The event was initially held to raise money to fix a broken roller at the private club but instead, has evolved to become the most prestigious tennis event in the entire world. Wimbledon history is rich with fascinating tales of bygone years, the players, and the evolution of the modern facilities.
Read the Wikipedia entry about the All England Lawn Tennis and Croquet Club here.
The only event at the first Wimbledon Championships was the men's singles; women weren't permitted to play until 1884, when Ladies' singles and men's doubles were added. Spencer Gore won the first title out of a pool of 22 players, making him instantly and always famous as the very first Wimbledon tennis champion. Approximately 200 spectators paid one shilling each to see the final match in 1877.
That first year, the players wore hats and ties and were admonished to wear shoes without heels. Serves were played underarm and the tennis balls were hand sewn. The colors of Wimbledon have always been purple and green with the players wearing almost all white. The court reserved for the finals is the most famous court at Wimbledon, Centre Court, and is the most prestigious of all the 19 courts. Courts 1 and 2 will also host championship tennis events.
The Wimbledon Championship was first played at the private club situated off Worple Road; however, the club relocated to Church Road in 1922 and has undergone several renovations since. The event takes place over a 2 week period in June, six weeks from the first Monday in August. Only 3 times in its more than 100 year history, has the event lasted longer due to rain.
Interestingly enough, the Wimbledon Championship is still played on grass; the only grand slam event to have that distinction.
Dunlop Slazenger has provided tennis balls for the Wimbledon Championship since 1902.
The men's singles champion wins a silver gilt cup and the ladies' singles champion wins a sterling silver salver known as the Rosewater Dish.
Strawberries and cream is the traditional food fare at Wimbledon.
Martina Navratilova is the Wimbledon tennis champion and the Wimbledon past winner with the most titles for Ladies' singles – 9. The Wimbledon past winner for the most men's singles is tied at seven titles each for Pete Sampras and William Renshaw. Roger Federer is the most recent Wimbledon tennis champion and Wimbledon past winner for the men's singles championship and has won the title four consecutive times from 2003 – 2006.
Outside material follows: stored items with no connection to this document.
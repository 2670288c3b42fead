//! OS user account resource.
use anyhow::Result;

use super::{Applicable, Resource, ResourceChange, ResourceState};
use crate::exec::Executor;

/// A `passwd` database entry.
#[derive(Debug, Clone, PartialEq, Eq)]
pub struct PasswdEntry {
    /// Login name.
    pub name: String,
    /// Home directory.
    pub home: String,
    /// Login shell.
    pub shell: String,
}

impl PasswdEntry {
    /// Parse one `getent passwd` line (`name:x:uid:gid:gecos:home:shell`).
    #[must_use]
    pub fn parse(line: &str) -> Option<Self> {
        let fields: Vec<&str> = line.trim_end().split(':').collect();
        if fields.len() != 7 {
            return None;
        }
        Some(Self {
            name: (*fields.first()?).to_string(),
            home: (*fields.get(5)?).to_string(),
            shell: (*fields.get(6)?).to_string(),
        })
    }
}

/// Look up `name` in the target's user database.
///
/// # Errors
///
/// Returns an error if `getent` cannot be executed.
pub fn lookup(executor: &dyn Executor, name: &str) -> Result<Option<PasswdEntry>> {
    let result = executor.run_unchecked("getent", &["passwd", name])?;
    if !result.success {
        return Ok(None);
    }
    Ok(result.stdout.lines().next().and_then(PasswdEntry::parse))
}

/// An OS user account with a login shell, primary group and supplementary
/// groups.
///
/// Supplementary groups are added, never removed: groups granted outside
/// this tool are preserved.
#[derive(Debug)]
pub struct UserAccountResource<'a> {
    /// Login name.
    pub name: String,
    /// Login shell.
    pub shell: String,
    /// Primary group.
    pub group: String,
    /// Supplementary groups.
    pub groups: Vec<String>,
    executor: &'a dyn Executor,
}

impl<'a> UserAccountResource<'a> {
    /// Create a new account resource; `executor` must be able to run
    /// `useradd`/`usermod`.
    #[must_use]
    pub const fn new(
        name: String,
        shell: String,
        group: String,
        groups: Vec<String>,
        executor: &'a dyn Executor,
    ) -> Self {
        Self {
            name,
            shell,
            group,
            groups,
            executor,
        }
    }

    fn drift(&self, entry: &PasswdEntry) -> Result<Vec<String>> {
        let mut drift = Vec::new();
        if entry.shell != self.shell {
            drift.push(format!("shell {}", entry.shell));
        }

        let primary = self.executor.run("id", &["-gn", &self.name])?;
        let primary = primary.stdout.trim();
        if primary != self.group {
            drift.push(format!("group {primary}"));
        }

        if !self.groups.is_empty() {
            let all = self.executor.run("id", &["-Gn", &self.name])?;
            let current: Vec<&str> = all.stdout.split_whitespace().collect();
            let missing: Vec<&str> = self
                .groups
                .iter()
                .map(String::as_str)
                .filter(|g| !current.contains(g))
                .collect();
            if !missing.is_empty() {
                drift.push(format!("not in {}", missing.join(",")));
            }
        }
        Ok(drift)
    }
}

impl Applicable for UserAccountResource<'_> {
    fn description(&self) -> String {
        format!("user {}", self.name)
    }

    fn apply(&self) -> Result<ResourceChange> {
        let groups = self.groups.join(",");
        let exists = lookup(self.executor, &self.name)?.is_some();

        let mut args = if exists {
            vec!["-s", self.shell.as_str(), "-g", self.group.as_str()]
        } else {
            vec!["-m", "-s", self.shell.as_str(), "-g", self.group.as_str()]
        };
        if !groups.is_empty() {
            if exists {
                args.push("-a");
            }
            args.extend(["-G", groups.as_str()]);
        }
        args.push(self.name.as_str());

        let program = if exists { "usermod" } else { "useradd" };
        self.executor.run(program, &args)?;
        Ok(ResourceChange::Applied)
    }
}

impl Resource for UserAccountResource<'_> {
    fn current_state(&self) -> Result<ResourceState> {
        let Some(entry) = lookup(self.executor, &self.name)? else {
            return Ok(ResourceState::Missing);
        };
        let drift = self.drift(&entry)?;
        if drift.is_empty() {
            Ok(ResourceState::Correct)
        } else {
            Ok(ResourceState::Incorrect {
                current: drift.join(", "),
            })
        }
    }
}
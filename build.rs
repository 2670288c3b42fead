//! Build script: embeds the version string as `DEVENV_VERSION`.

use std::process::Command;

fn main() {
    // DEVENV_VERSION wins when set by a release pipeline; local builds fall
    // back to git describe.
    if let Ok(version) = std::env::var("DEVENV_VERSION") {
        println!("cargo:rustc-env=DEVENV_VERSION={version}");
    } else if let Ok(output) = Command::new("git")
        .args(["describe", "--tags", "--always", "--dirty"])
        .output()
        && output.status.success()
    {
        let version = String::from_utf8_lossy(&output.stdout).trim().to_string();
        println!("cargo:rustc-env=DEVENV_VERSION={version}");
    }

    println!("cargo:rerun-if-changed=.git/HEAD");
    println!("cargo:rerun-if-changed=.git/refs/");
    println!("cargo:rerun-if-env-changed=DEVENV_VERSION");
}
//! `user` role: account, authorized key, passwordless sudo.
use anyhow::Result;

use super::{Context, ProcessOpts, Task, TaskResult, TaskStats, process_resources, process_single};
use crate::config::validation::{SshPublicKey, check_user_name};
use crate::resources::Resource as _;
use crate::resources::authorized_key::AuthorizedKeyResource;
use crate::resources::file::{ManagedDirResource, ManagedFileResource};
use crate::resources::user::UserAccountResource;

const ROLE: &str = "user";
const SKIP_REASON: &str = "create_user is false";

/// Mode of `~/.ssh`.
const SSH_DIR_MODE: u32 = 0o700;
/// Mode of a sudoers drop-in.
const SUDOERS_MODE: u32 = 0o440;
/// Directory `sudo` reads drop-ins from.
const SUDOERS_DIR: &str = "/etc/sudoers.d";

/// Content of the sudoers drop-in granting `user` passwordless sudo.
#[must_use]
pub fn sudoers_entry(user: &str) -> String {
    format!("{user} ALL=(ALL) NOPASSWD: ALL\n")
}

/// Ensure the account exists with the configured shell and groups.
#[derive(Debug)]
pub struct CreateUser;

impl Task for CreateUser {
    fn name(&self) -> &'static str {
        "user: create account"
    }

    fn role(&self) -> &'static str {
        ROLE
    }

    fn should_run(&self, ctx: &Context) -> bool {
        ctx.vars().create_user
    }

    fn skip_reason(&self) -> &'static str {
        SKIP_REASON
    }

    fn run(&self, ctx: &Context) -> Result<TaskResult> {
        let vars = ctx.vars();
        check_user_name(&vars.user_name)?;
        let account = UserAccountResource::new(
            vars.user_name.clone(),
            vars.user_shell.clone(),
            vars.user_group.clone(),
            vars.user_groups.clone(),
            ctx.privileged(),
        );
        process_resources(ctx, [account], &ProcessOpts::strict("configure"))
    }
}

/// Ensure `ssh_public_key` is in the account's `authorized_keys`.
#[derive(Debug)]
pub struct AuthorizeSshKey;

impl Task for AuthorizeSshKey {
    fn name(&self) -> &'static str {
        "user: authorize ssh key"
    }

    fn role(&self) -> &'static str {
        ROLE
    }

    fn should_run(&self, ctx: &Context) -> bool {
        ctx.vars().create_user
    }

    fn skip_reason(&self) -> &'static str {
        SKIP_REASON
    }

    fn run(&self, ctx: &Context) -> Result<TaskResult> {
        let vars = ctx.vars();
        let key = SshPublicKey::parse(&vars.ssh_public_key)?;
        let home = ctx.user_home()?;
        let ssh_dir = format!("{}/.ssh", home.trim_end_matches('/'));
        let privileged = ctx.privileged();

        let dir = ManagedDirResource::new(ssh_dir.clone(), SSH_DIR_MODE, privileged)
            .owned_by(Some(&vars.user_name), Some(&vars.user_group))
            .strict();
        let keys = AuthorizedKeyResource::new(
            format!("{ssh_dir}/authorized_keys"),
            key,
            &vars.user_name,
            &vars.user_group,
            privileged,
        )
        .staged_with(ctx.executor.as_ref());

        let opts = ProcessOpts::strict("authorize");
        let mut stats = TaskStats::new();
        stats += process_single(ctx, &dir, dir.current_state()?, &opts)?;
        stats += process_single(ctx, &keys, keys.current_state()?, &opts)?;
        Ok(stats.finish(ctx))
    }
}

/// Install `/etc/sudoers.d/<user>` granting passwordless sudo.
#[derive(Debug)]
pub struct GrantPasswordlessSudo;

impl Task for GrantPasswordlessSudo {
    fn name(&self) -> &'static str {
        "user: grant passwordless sudo"
    }

    fn role(&self) -> &'static str {
        ROLE
    }

    fn should_run(&self, ctx: &Context) -> bool {
        ctx.vars().create_user
    }

    fn skip_reason(&self) -> &'static str {
        SKIP_REASON
    }

    fn run(&self, ctx: &Context) -> Result<TaskResult> {
        let user = &ctx.vars().user_name;
        check_user_name(user)?;
        let privileged = ctx.privileged();

        let file = ManagedFileResource::new(
            format!("{SUDOERS_DIR}/{user}"),
            sudoers_entry(user).into_bytes(),
            SUDOERS_MODE,
            privileged,
        )
        .owned_by(Some("root"), Some("root"))
        .staged_with(ctx.executor.as_ref());

        let file = if privileged.which("visudo") {
            file.validated_by_visudo()
        } else {
            ctx.log
                .warn("visudo not found; installing sudoers entry unchecked");
            file
        };
        process_resources(ctx, [file], &ProcessOpts::strict("install"))
    }
}

#[cfg(test)]
#[allow(clippy::expect_used, clippy::unwrap_used, clippy::indexing_slicing)]
mod tests {
    use super::*;
    use crate::exec::Executor;
    use crate::resources::file::sha256_hex;
    use crate::resources::test_helpers::MockExecutor;
    use crate::tasks::test_helpers::ContextBuilder;
    use std::sync::Arc;

    const KEY: &str = "ssh-ed25519 AAAAC3NzaC1lZDI1NTE5AAAAIAABAgMEBQYHCAkKCwwNDg8QERITFBUWFxgZGhscHR4f alice@laptop";

    fn mock(responses: Vec<(bool, &str)>) -> Arc<MockExecutor> {
        Arc::new(
            MockExecutor::with_responses(
                responses
                    .into_iter()
                    .map(|(ok, out)| (ok, out.to_string()))
                    .collect(),
            )
            .with_fallback(true, ""),
        )
    }

    #[test]
    fn sudoers_entry_format() {
        assert_eq!(sudoers_entry("alice"), "alice ALL=(ALL) NOPASSWD: ALL\n");
    }

    #[test]
    fn guards_follow_create_user() {
        let (ctx, _log) = ContextBuilder::new().vars(|v| v.create_user = false).build();
        assert!(!CreateUser.should_run(&ctx));
        assert!(!AuthorizeSshKey.should_run(&ctx));
        assert!(!GrantPasswordlessSudo.should_run(&ctx));
        assert_eq!(CreateUser.skip_reason(), "create_user is false");

        let (ctx, _log) = ContextBuilder::new().build();
        assert!(CreateUser.should_run(&ctx));
    }

    #[test]
    fn create_user_adds_missing_account() {
        let executor = mock(vec![(false, ""), (false, "")]);
        let (ctx, _log) = ContextBuilder::new()
            .executor(Arc::clone(&executor) as Arc<dyn Executor>)
            .build();
        assert_eq!(CreateUser.run(&ctx).unwrap(), TaskResult::Changed);
        assert_eq!(
            executor.calls(),
            vec![
                "getent passwd alice",
                "getent passwd alice",
                "useradd -m -s /bin/bash -g root alice",
            ]
        );
    }

    #[test]
    fn create_user_unchanged_when_account_matches() {
        let executor = mock(vec![
            (true, "alice:x:1001:0::/home/alice:/bin/bash\n"),
            (true, "root\n"),
        ]);
        let (ctx, _log) = ContextBuilder::new()
            .executor(Arc::clone(&executor) as Arc<dyn Executor>)
            .build();
        assert_eq!(CreateUser.run(&ctx).unwrap(), TaskResult::Unchanged);
        assert_eq!(executor.call_count(), 2);
    }

    #[test]
    fn create_user_uses_sudo_with_become() {
        let executor = mock(vec![(false, ""), (false, "")]);
        let (ctx, _log) = ContextBuilder::new()
            .executor(Arc::clone(&executor) as Arc<dyn Executor>)
            .become_root()
            .build();
        CreateUser.run(&ctx).unwrap();
        assert_eq!(
            executor.calls()[2],
            "sudo -n -- useradd -m -s /bin/bash -g root alice"
        );
    }

    #[test]
    fn create_user_rejects_unsafe_name() {
        let executor = mock(vec![]);
        let (ctx, _log) = ContextBuilder::new()
            .vars(|v| v.user_name = "../root".to_string())
            .executor(Arc::clone(&executor) as Arc<dyn Executor>)
            .build();
        let err = CreateUser.run(&ctx).unwrap_err();
        assert!(err.to_string().contains("user_name"), "{err}");
        assert_eq!(executor.call_count(), 0);
    }

    #[test]
    fn authorize_fails_on_empty_key_without_touching_host() {
        let executor = mock(vec![]);
        let (ctx, _log) = ContextBuilder::new()
            .executor(Arc::clone(&executor) as Arc<dyn Executor>)
            .build();
        let err = AuthorizeSshKey.run(&ctx).unwrap_err();
        assert!(err.to_string().contains("ssh_public_key"), "{err}");
        assert_eq!(executor.call_count(), 0);
    }

    #[test]
    fn authorize_fails_on_malformed_key() {
        let (ctx, _log) = ContextBuilder::new()
            .vars(|v| v.ssh_public_key = "ssh-ed25519 not-base64!".to_string())
            .build();
        let err = AuthorizeSshKey.run(&ctx).unwrap_err();
        assert!(err.to_string().contains("ssh_public_key"), "{err}");
    }

    #[test]
    fn authorize_creates_ssh_dir_and_key_file() {
        let executor = mock(vec![
            (false, "stat: cannot statx '/home/alice/.ssh': No such file or directory"),
            (false, "stat: cannot statx '/home/alice/.ssh/authorized_keys': No such file or directory"),
            (true, ""),
            (false, "stat: No such file or directory"),
            (true, "/tmp/tmp.stage\n"),
        ]);
        let (ctx, _log) = ContextBuilder::new()
            .vars(|v| {
                v.ssh_public_key = KEY.to_string();
                v.user_home = Some("/home/alice".to_string());
            })
            .executor(Arc::clone(&executor) as Arc<dyn Executor>)
            .build();
        assert_eq!(AuthorizeSshKey.run(&ctx).unwrap(), TaskResult::Changed);

        let calls = executor.calls();
        assert!(calls.contains(&"install -d -m 700 -o alice -g root -- /home/alice/.ssh".to_string()));
        assert!(calls.contains(
            &"install -m 600 -o alice -g root /tmp/tmp.stage /home/alice/.ssh/authorized_keys"
                .to_string()
        ));
        assert_eq!(executor.inputs(), vec![format!("{KEY}\n").into_bytes()]);
    }

    #[test]
    fn grant_sudo_validates_with_visudo() {
        let executor = Arc::new(
            MockExecutor::with_responses(vec![
                (false, "stat: No such file or directory".to_string()),
                (true, "/tmp/tmp.sudo\n".to_string()),
            ])
            .with_fallback(true, "")
            .with_which(true),
        );
        let (ctx, _log) = ContextBuilder::new()
            .executor(Arc::clone(&executor) as Arc<dyn Executor>)
            .build();
        assert_eq!(GrantPasswordlessSudo.run(&ctx).unwrap(), TaskResult::Changed);

        let calls = executor.calls();
        assert!(calls.contains(
            &"install -m 440 -o root -g root /tmp/tmp.sudo /etc/sudoers.d/.alice.devenv".to_string()
        ));
        assert!(calls.contains(&"visudo -c -f /etc/sudoers.d/.alice.devenv".to_string()));
        assert!(calls.contains(&"mv -f -- /etc/sudoers.d/.alice.devenv /etc/sudoers.d/alice".to_string()));
        assert_eq!(
            executor.inputs(),
            vec![b"alice ALL=(ALL) NOPASSWD: ALL\n".to_vec()]
        );
    }

    #[test]
    fn grant_sudo_unchanged_when_entry_present() {
        let sum = format!("{}  /etc/sudoers.d/alice\n", sha256_hex(sudoers_entry("alice").as_bytes()));
        let executor = mock(vec![(true, "440 root root regular file\n"), (true, &sum)]);
        let (ctx, _log) = ContextBuilder::new()
            .executor(Arc::clone(&executor) as Arc<dyn Executor>)
            .build();
        assert_eq!(GrantPasswordlessSudo.run(&ctx).unwrap(), TaskResult::Unchanged);
    }

    #[test]
    fn grant_sudo_dry_run_changes_nothing() {
        let executor = mock(vec![(false, "stat: No such file or directory")]);
        let (ctx, _log) = ContextBuilder::new()
            .executor(Arc::clone(&executor) as Arc<dyn Executor>)
            .dry_run()
            .build();
        assert_eq!(GrantPasswordlessSudo.run(&ctx).unwrap(), TaskResult::DryRun);
        assert_eq!(executor.calls(), vec!["stat -c %a %U %G %F -- /etc/sudoers.d/alice"]);
    }
}
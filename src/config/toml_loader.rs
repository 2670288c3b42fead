//! TOML configuration file parsing.
use std::collections::BTreeMap;
use std::path::Path;

use serde::de::DeserializeOwned;

use crate::error::ConfigError;

/// Read and deserialize a TOML file.
///
/// A missing file deserializes from an empty document, so types whose
/// fields all carry defaults load successfully.
///
/// # Errors
///
/// Returns [`ConfigError::Io`] if the file exists but cannot be read and
/// [`ConfigError::InvalidSyntax`] if it does not parse into `T`.
pub fn load_config<T: DeserializeOwned>(path: &Path) -> Result<T, ConfigError> {
    let content = if path.exists() {
        std::fs::read_to_string(path).map_err(|source| ConfigError::Io {
            path: path.display().to_string(),
            source,
        })?
    } else {
        String::new()
    };
    parse(&content, path)
}

/// Deserialize TOML text, attributing errors to `path`.
///
/// # Errors
///
/// Returns [`ConfigError::InvalidSyntax`] if the text does not parse into `T`.
pub fn parse<T: DeserializeOwned>(content: &str, path: &Path) -> Result<T, ConfigError> {
    toml::from_str(content).map_err(|e| ConfigError::InvalidSyntax {
        file: path.display().to_string(),
        message: e.message().to_string(),
    })
}

/// Load a TOML config file where each top-level section contains a single
/// repeated field, and return all items as `(section_name, Vec<T>)` pairs
/// in section-name order.
///
/// `extract` receives the deserialized section value and returns the `Vec<T>`
/// stored inside it (e.g. `|s: FileSection| s.files`).
///
/// # Errors
///
/// Returns an error if the file cannot be read or parsed.
pub fn load_section_items<S, T>(
    path: &Path,
    extract: impl Fn(S) -> Vec<T>,
) -> Result<Vec<(String, Vec<T>)>, ConfigError>
where
    S: DeserializeOwned,
{
    let config: BTreeMap<String, S> = load_config(path)?;
    Ok(config.into_iter().map(|(k, v)| (k, extract(v))).collect())
}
2007 will greet approximately 500,000 fans with millions more following the event through the press, Internet, radio, and television. Players come from more than 60 nations to compete in this prestigious event. For the first time in Wimbledon history, the men and the women will be paid the same amount beginning with the 2007 event. The men have historically won more than the women but 2007 will award $1.54 million to each of the ladies' and men's singles champion.